A fierce persecution of the Jews at once commenced in France and other countries where they were to be found. Accused by the populace of having caused the plague by poisoning the rivers and fountains, the unhappy Hebrews were hunted, burnt, and massacred by thousands. Never has the multitude been animated by so savage a spirit as then urged them on to cruelty and bloodshed. Every Jew appeared to be marked out for destruction; and the spirit of persecution, spreading daily, became so fierce and general that the Jews, having no hope of escape elsewhere, crowded towards Avignon, and sought safety--nor in vain--in the territories of the Church and under the protection of the Pope.

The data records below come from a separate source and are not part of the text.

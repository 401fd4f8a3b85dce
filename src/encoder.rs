use std::path::Path;
use std::sync::Mutex;

use log::{debug, info};
use ndarray::{Array3, Array4, s};
use ort::session::{Session, builder::GraphOptimizationLevel};
use ort::value::Tensor;

use crate::config::EncoderOptions;
use crate::error::{Error, Result};

/// 视觉编码器契约
///
/// 实现必须是确定性的：同一个规范化张量总是产生同一个向量。
/// 输出维度在编码器的生命周期内固定，向量库加载时会校验维度一致。
pub trait VisionEncoder: Send + Sync {
    /// 输出向量的维度
    fn dim(&self) -> usize;

    /// 批量编码，一次推理调用处理多个张量以摊薄固定开销
    fn encode_batch(&self, tensors: &[Array3<f32>]) -> Result<Vec<Vec<f32>>>;

    /// 编码单个张量
    fn encode(&self, tensor: &Array3<f32>) -> Result<Vec<f32>> {
        self.encode_batch(std::slice::from_ref(tensor))?
            .pop()
            .ok_or_else(|| Error::Inference("编码器未返回任何向量".to_string()))
    }
}

/// 基于 ONNX Runtime 的 CLIP 视觉编码器
///
/// 会话在构造时加载一次，之后在所有查询和批处理 worker 之间共享，
/// 进程退出时随对象一起释放。推理以 eval 模式运行，没有随机层。
pub struct ClipEncoder {
    session: Mutex<Session>,
    input_name: String,
    output_name: String,
    input_size: u32,
    dim: usize,
}

impl ClipEncoder {
    /// 从 ONNX 模型文件加载编码器
    pub fn load(model: &Path, options: &EncoderOptions) -> Result<Self> {
        if !model.exists() {
            return Err(Error::ModelNotFound(model.to_path_buf()));
        }

        let session = Session::builder()
            .map_err(ort_err)?
            .with_optimization_level(GraphOptimizationLevel::Level3)
            .map_err(ort_err)?
            .with_intra_threads(options.intra_threads)
            .map_err(ort_err)?
            .commit_from_file(model)
            .map_err(ort_err)?;

        let input_name =
            session.inputs.first().map(|i| i.name.clone()).unwrap_or_else(|| "pixel_values".into());
        let output_name = session
            .outputs
            .first()
            .map(|o| o.name.clone())
            .unwrap_or_else(|| "image_embeds".into());

        info!("已加载视觉编码器: {}", model.display());
        debug!("编码器输入: {}, 输出: {}", input_name, output_name);

        Ok(Self {
            session: Mutex::new(session),
            input_name,
            output_name,
            input_size: options.input_size,
            dim: options.dim,
        })
    }

    /// 编码器期望的输入边长
    pub fn input_size(&self) -> u32 {
        self.input_size
    }
}

impl VisionEncoder for ClipEncoder {
    fn dim(&self) -> usize {
        self.dim
    }

    fn encode_batch(&self, tensors: &[Array3<f32>]) -> Result<Vec<Vec<f32>>> {
        if tensors.is_empty() {
            return Ok(vec![]);
        }

        let size = self.input_size as usize;
        let mut batch = Array4::<f32>::zeros((tensors.len(), 3, size, size));
        for (i, tensor) in tensors.iter().enumerate() {
            if tensor.dim() != (3, size, size) {
                return Err(Error::Inference(format!(
                    "输入张量形状 {:?} 与编码器期望的 (3, {size}, {size}) 不一致",
                    tensor.dim()
                )));
            }
            batch.slice_mut(s![i, .., .., ..]).assign(tensor);
        }

        let input = Tensor::from_array(batch).map_err(ort_err)?;
        let input_name = self.input_name.clone();

        let mut session =
            self.session.lock().map_err(|_| Error::Inference("编码器会话锁中毒".to_string()))?;
        let outputs = session.run(ort::inputs![input_name => input]).map_err(ort_err)?;

        let output = outputs
            .get(&self.output_name)
            .ok_or_else(|| Error::Inference(format!("模型没有输出 {}", self.output_name)))?;
        let (_, data) = output.try_extract_tensor::<f32>().map_err(ort_err)?;

        if data.len() != tensors.len() * self.dim {
            return Err(Error::Inference(format!(
                "编码器输出了 {} 个值，与 {} x {} 不符",
                data.len(),
                tensors.len(),
                self.dim
            )));
        }
        if data.iter().any(|v| !v.is_finite()) {
            return Err(Error::Inference("编码器输出包含非有限值".to_string()));
        }

        Ok(data.chunks(self.dim).map(|chunk| chunk.to_vec()).collect())
    }
}

fn ort_err(e: ort::Error) -> Error {
    Error::Inference(e.to_string())
}
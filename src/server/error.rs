use axum::http::StatusCode;
use axum::response::{IntoResponse, Response};

/// API错误类型
pub struct AppError {
    status: StatusCode,
    error: anyhow::Error,
}

impl AppError {
    pub fn unauthorized(msg: &str) -> Self {
        Self { status: StatusCode::UNAUTHORIZED, error: anyhow::anyhow!(msg.to_string()) }
    }
}

impl IntoResponse for AppError {
    fn into_response(self) -> Response {
        (self.status, format!("Something went wrong: {}", self.error)).into_response()
    }
}

impl<E> From<E> for AppError
where
    E: Into<anyhow::Error>,
{
    fn from(err: E) -> Self {
        Self { status: StatusCode::INTERNAL_SERVER_ERROR, error: err.into() }
    }
}

pub type Result<T, E = AppError> = std::result::Result<T, E>;
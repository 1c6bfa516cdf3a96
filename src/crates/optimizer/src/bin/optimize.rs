//! Prompt optimizer CLI
//!
//! Runs one optimization workflow against the xAI API and prints the
//! aggregated result as JSON.

use anyhow::Context;
use clap::Parser;
use llm::remote::GrokClient;
use llm::RemoteLlmConfig;
use optimizer::{OptimizerConfig, RequestContext, WorkflowOrchestrator};
use std::path::PathBuf;
use std::sync::Arc;
use std::time::Duration;

#[derive(Parser)]
#[command(name = "optimize")]
#[command(about = "Optimize a prompt with a five-stage agent workflow", long_about = None)]
#[command(version = env!("CARGO_PKG_VERSION"))]
struct Cli {
    /// Prompt to optimize
    #[arg(short, long)]
    prompt: String,

    /// Category: general, creative, technical, analytical, marketing
    #[arg(short, long, default_value = "general")]
    category: String,

    /// Execution mode: auto, parallel, sequential
    #[arg(short, long, default_value = "auto")]
    mode: String,

    /// YAML configuration file
    #[arg(long, env = "OPTIMIZER_CONFIG")]
    config: Option<PathBuf>,

    /// Model identifier (defaults to XAI_MODEL or the provider default)
    #[arg(long)]
    model: Option<String>,

    /// HTTP timeout per LLM call, in seconds
    #[arg(long, default_value_t = 60)]
    request_timeout: u64,

    /// Pretty-print the JSON result
    #[arg(long)]
    pretty: bool,

    /// Always call the model, even for repeated stage inputs
    #[arg(long)]
    no_cache: bool,
}

#[tokio::main]
async fn main() -> anyhow::Result<()> {
    let rust_log = std::env::var("RUST_LOG").unwrap_or_else(|_| "info".to_string());
    tracing_subscriber::fmt()
        .with_env_filter(rust_log)
        .with_writer(std::io::stderr)
        .init();

    let cli = Cli::parse();

    let mut config = match &cli.config {
        Some(path) => OptimizerConfig::from_file_with_env(path)
            .with_context(|| format!("loading {}", path.display()))?,
        None => {
            let config = OptimizerConfig::from_env();
            config.validate()?;
            config
        }
    };

    if cli.no_cache {
        config.cache.enabled = false;
    }

    let ctx = RequestContext::parse(cli.prompt, &cli.category, Some(&cli.mode))?;

    let mut llm_config = RemoteLlmConfig::xai_from_env()
        .context("XAI_API_KEY must be set")?
        .with_timeout(Duration::from_secs(cli.request_timeout));
    if let Some(model) = cli.model {
        llm_config = llm_config.with_model(model);
    }
    let client = GrokClient::new(llm_config)?;

    tracing::info!(model = %client.config().model, "Using remote model");

    let orchestrator = WorkflowOrchestrator::new(Arc::new(client), config)?;
    let result = orchestrator.run(&ctx).await?;

    let output = if cli.pretty {
        serde_json::to_string_pretty(&result)?
    } else {
        serde_json::to_string(&result)?
    };
    println!("{}", output);

    Ok(())
}
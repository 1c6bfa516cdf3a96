//! Optimizer configuration
//!
//! Retry policy, workflow routing/concurrency settings and per-step model
//! parameters. Loaded from YAML (see [`super::loader`]) with `OPTIMIZER_*`
//! environment overrides applied on top.

use crate::agent::StepName;
use crate::executor::RetryConfig;
use crate::router::{PromptCategory, DEFAULT_LENGTH_THRESHOLD};
use crate::{OptimizerError, Result};
use serde::{Deserialize, Serialize};
use std::env;
use std::path::Path;
use std::time::Duration;

use super::loader::load_yaml_config;

/// Top-level optimizer configuration
#[derive(Debug, Clone, Default, PartialEq, Serialize, Deserialize)]
#[serde(default)]
pub struct OptimizerConfig {
    /// Retry policy shared by every step
    pub retry: RetryConfig,

    /// Routing and concurrency settings
    pub workflow: WorkflowSettings,

    /// Per-step model parameters
    pub agents: AgentsConfig,

    /// Reuse of successful model responses
    pub cache: CacheSettings,
}

impl OptimizerConfig {
    /// Load configuration from a YAML file
    pub fn from_file(path: impl AsRef<Path>) -> Result<Self> {
        let config: Self = load_yaml_config(path)?;
        config.validate()?;
        Ok(config)
    }

    /// Load configuration with environment variable overrides
    pub fn from_file_with_env(path: impl AsRef<Path>) -> Result<Self> {
        let mut config: Self = load_yaml_config(path)?;
        config.apply_env_overrides();
        config.validate()?;
        Ok(config)
    }

    /// Defaults plus environment overrides
    pub fn from_env() -> Self {
        let mut config = Self::default();
        config.apply_env_overrides();
        config
    }

    /// Apply environment variable overrides
    ///
    /// Supported environment variables:
    /// - OPTIMIZER_MAX_RETRIES: Total attempts per step
    /// - OPTIMIZER_INITIAL_BACKOFF_MS: Delay before the first retry
    /// - OPTIMIZER_MAX_BACKOFF_MS: Backoff cap
    /// - OPTIMIZER_BACKOFF_JITTER: Enable jitter (true/false)
    /// - OPTIMIZER_ENABLE_PARALLEL: Allow parallel execution (true/false)
    /// - OPTIMIZER_MAX_WORKERS: Worker pool capacity
    /// - OPTIMIZER_PARALLEL_THRESHOLD: Prompt length that triggers parallel mode
    /// - OPTIMIZER_TIMEOUT_SECS: Overall workflow deadline
    /// - OPTIMIZER_CACHE_ENABLED: Reuse successful responses (true/false)
    /// - OPTIMIZER_CACHE_TTL_SECS: How long a cached response stays valid
    ///
    /// Unparseable values are ignored.
    pub fn apply_env_overrides(&mut self) {
        if let Some(value) = env_parse::<u32>("OPTIMIZER_MAX_RETRIES") {
            self.retry.max_retries = value;
        }
        if let Some(value) = env_parse::<u64>("OPTIMIZER_INITIAL_BACKOFF_MS") {
            self.retry.initial_backoff_ms = value;
        }
        if let Some(value) = env_parse::<u64>("OPTIMIZER_MAX_BACKOFF_MS") {
            self.retry.max_backoff_ms = value;
        }
        if let Some(value) = env_flag("OPTIMIZER_BACKOFF_JITTER") {
            self.retry.jitter = value;
        }
        if let Some(value) = env_flag("OPTIMIZER_ENABLE_PARALLEL") {
            self.workflow.enable_parallel = value;
        }
        if let Some(value) = env_parse::<usize>("OPTIMIZER_MAX_WORKERS") {
            self.workflow.max_workers = value;
        }
        if let Some(value) = env_parse::<usize>("OPTIMIZER_PARALLEL_THRESHOLD") {
            self.workflow.parallel_length_threshold = value;
        }
        if let Some(value) = env_parse::<u64>("OPTIMIZER_TIMEOUT_SECS") {
            self.workflow.timeout_secs = Some(value);
        }
        if let Some(value) = env_flag("OPTIMIZER_CACHE_ENABLED") {
            self.cache.enabled = value;
        }
        if let Some(value) = env_parse::<u64>("OPTIMIZER_CACHE_TTL_SECS") {
            self.cache.ttl_secs = value;
        }
    }

    /// Validate configuration values
    pub fn validate(&self) -> Result<()> {
        self.retry.validate()?;
        self.workflow.validate()?;
        self.cache.validate()?;
        self.agents.validate()
    }

    /// Retry policy for one step, honoring its `max_retries` override
    pub fn retry_for(&self, step: StepName) -> RetryConfig {
        let mut retry = self.retry.clone();
        if let Some(max_retries) = self.agents.for_step(step).max_retries {
            retry.max_retries = max_retries;
        }
        retry
    }

    pub fn with_retry(mut self, retry: RetryConfig) -> Self {
        self.retry = retry;
        self
    }

    pub fn with_workflow(mut self, workflow: WorkflowSettings) -> Self {
        self.workflow = workflow;
        self
    }

    pub fn with_cache(mut self, cache: CacheSettings) -> Self {
        self.cache = cache;
        self
    }
}

fn env_parse<T: std::str::FromStr>(name: &str) -> Option<T> {
    env::var(name).ok().and_then(|v| v.trim().parse().ok())
}

fn env_flag(name: &str) -> Option<bool> {
    let value = env::var(name).ok()?;
    match value.trim().to_lowercase().as_str() {
        "1" | "true" | "yes" | "on" => Some(true),
        "0" | "false" | "no" | "off" => Some(false),
        _ => None,
    }
}

/// Response cache settings
#[derive(Debug, Clone, PartialEq, Eq, Serialize, Deserialize)]
#[serde(default)]
pub struct CacheSettings {
    pub enabled: bool,

    /// Lifetime of a cached response, in seconds
    pub ttl_secs: u64,

    /// Entries kept before the oldest is evicted
    pub max_entries: usize,
}

impl Default for CacheSettings {
    fn default() -> Self {
        Self {
            enabled: true,
            ttl_secs: 3600,
            max_entries: 1000,
        }
    }
}

impl CacheSettings {
    pub fn disabled() -> Self {
        Self {
            enabled: false,
            ..Self::default()
        }
    }

    pub fn ttl(&self) -> Duration {
        Duration::from_secs(self.ttl_secs)
    }

    pub fn validate(&self) -> Result<()> {
        if !self.enabled {
            return Ok(());
        }
        if self.ttl_secs == 0 {
            return Err(OptimizerError::Config(
                "cache.ttl_secs must be greater than 0".to_string(),
            ));
        }
        if self.max_entries == 0 {
            return Err(OptimizerError::Config(
                "cache.max_entries must be at least 1".to_string(),
            ));
        }
        Ok(())
    }
}

/// Routing and concurrency settings
#[derive(Debug, Clone, PartialEq, Serialize, Deserialize)]
#[serde(default)]
pub struct WorkflowSettings {
    /// Allow the parallel execution mode at all
    pub enable_parallel: bool,

    /// Worker pool capacity; parallel mode needs at least 2
    pub max_workers: usize,

    /// Prompts longer than this many characters route to parallel
    pub parallel_length_threshold: usize,

    /// Categories that route to parallel regardless of length
    pub parallel_categories: Vec<PromptCategory>,

    /// Deadline for a whole run, in seconds
    pub timeout_secs: Option<u64>,
}

impl Default for WorkflowSettings {
    fn default() -> Self {
        Self {
            enable_parallel: true,
            max_workers: 3,
            parallel_length_threshold: DEFAULT_LENGTH_THRESHOLD,
            parallel_categories: PromptCategory::parallel_defaults(),
            timeout_secs: None,
        }
    }
}

impl WorkflowSettings {
    pub fn timeout(&self) -> Option<Duration> {
        self.timeout_secs.map(Duration::from_secs)
    }

    pub fn with_timeout(mut self, timeout_secs: u64) -> Self {
        self.timeout_secs = Some(timeout_secs);
        self
    }

    pub fn with_max_workers(mut self, max_workers: usize) -> Self {
        self.max_workers = max_workers;
        self
    }

    pub fn with_parallel(mut self, enabled: bool) -> Self {
        self.enable_parallel = enabled;
        self
    }

    pub fn validate(&self) -> Result<()> {
        if self.max_workers == 0 {
            return Err(OptimizerError::Config(
                "max_workers must be at least 1".to_string(),
            ));
        }
        if self.timeout_secs == Some(0) {
            return Err(OptimizerError::Config(
                "timeout_secs must be greater than 0".to_string(),
            ));
        }
        Ok(())
    }
}

/// Model parameters for one step
#[derive(Debug, Clone, Copy, PartialEq, Serialize, Deserialize)]
pub struct AgentSettings {
    pub temperature: f32,
    pub max_tokens: usize,

    /// Overrides `retry.max_retries` for this step
    #[serde(default, skip_serializing_if = "Option::is_none")]
    pub max_retries: Option<u32>,
}

impl AgentSettings {
    pub const fn new(temperature: f32, max_tokens: usize) -> Self {
        Self {
            temperature,
            max_tokens,
            max_retries: None,
        }
    }

    pub fn with_max_retries(mut self, max_retries: u32) -> Self {
        self.max_retries = Some(max_retries);
        self
    }

    fn validate(&self, step: StepName) -> Result<()> {
        if !(0.0..=2.0).contains(&self.temperature) {
            return Err(OptimizerError::Config(format!(
                "{}: temperature must be between 0.0 and 2.0, got {}",
                step, self.temperature
            )));
        }
        if self.max_tokens == 0 {
            return Err(OptimizerError::Config(format!(
                "{}: max_tokens must be greater than 0",
                step
            )));
        }
        if self.max_retries == Some(0) {
            return Err(OptimizerError::Config(format!(
                "{}: max_retries must be at least 1",
                step
            )));
        }
        Ok(())
    }
}

/// Per-step model parameters
///
/// An entry given in a config file must set both `temperature` and
/// `max_tokens`; omitted entries keep their defaults.
#[derive(Debug, Clone, PartialEq, Serialize, Deserialize)]
#[serde(default)]
pub struct AgentsConfig {
    pub deconstruct: AgentSettings,
    pub diagnose_preliminary: AgentSettings,
    pub diagnose: AgentSettings,
    pub design: AgentSettings,
    pub sample: AgentSettings,
    pub evaluate: AgentSettings,
}

impl Default for AgentsConfig {
    fn default() -> Self {
        Self {
            deconstruct: AgentSettings::new(0.5, 1500),
            diagnose_preliminary: AgentSettings::new(0.4, 800),
            diagnose: AgentSettings::new(0.4, 1500),
            design: AgentSettings::new(0.6, 2000),
            sample: AgentSettings::new(0.8, 1000),
            evaluate: AgentSettings::new(0.3, 1000),
        }
    }
}

impl AgentsConfig {
    pub fn for_step(&self, step: StepName) -> &AgentSettings {
        match step {
            StepName::Deconstruct => &self.deconstruct,
            StepName::DiagnosePreliminary => &self.diagnose_preliminary,
            StepName::DiagnoseFull => &self.diagnose,
            StepName::Design => &self.design,
            StepName::Sample => &self.sample,
            StepName::Evaluate => &self.evaluate,
        }
    }

    fn validate(&self) -> Result<()> {
        StepName::ALL
            .into_iter()
            .try_for_each(|step| self.for_step(step).validate(step))
    }
}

Meanwhile it was prophesied that, for one hundred years, people with iron scourges were to come to destroy the Jews; and now there appeared, in Germany, a sect of enthusiasts, of both sexes, who carried the iron scourges, but who, instead of applying them to the backs of the Jews, applied them to their own. Finding their way from Germany into Flanders, and from Flanders into England, these men and women--known as Flagellants--travelled in companies, and set reason and decency at defiance. Believing, or pretending to believe, that their sufferings were agreeable to the Divinity, they appeared in the squares and public places of cities and towns, naked to the girdle, and, while chanting, in a piteous tone, canticles of the nativity and passion of the Redeemer of Mankind, scourged themselves with their iron hoops, to expiate, as they said, the sins of the world.

In the midst of all this confusion, and persecution, and fanaticism, an event occurred which produced consequences of importance. One August day that pale spectre, which visits the castles of kings as impartially as the cottages of the poor, appeared at Nogent-le-Roi, where Philip of Valois then was. In his palace at that town, which is situated on the Eure, five leagues from Chartres, Philip, at the age of fifty-eight, breathed his last. Immediately his eldest son, John, previously known as Duke of Normandy, was hailed as King of France, and a new scene opened.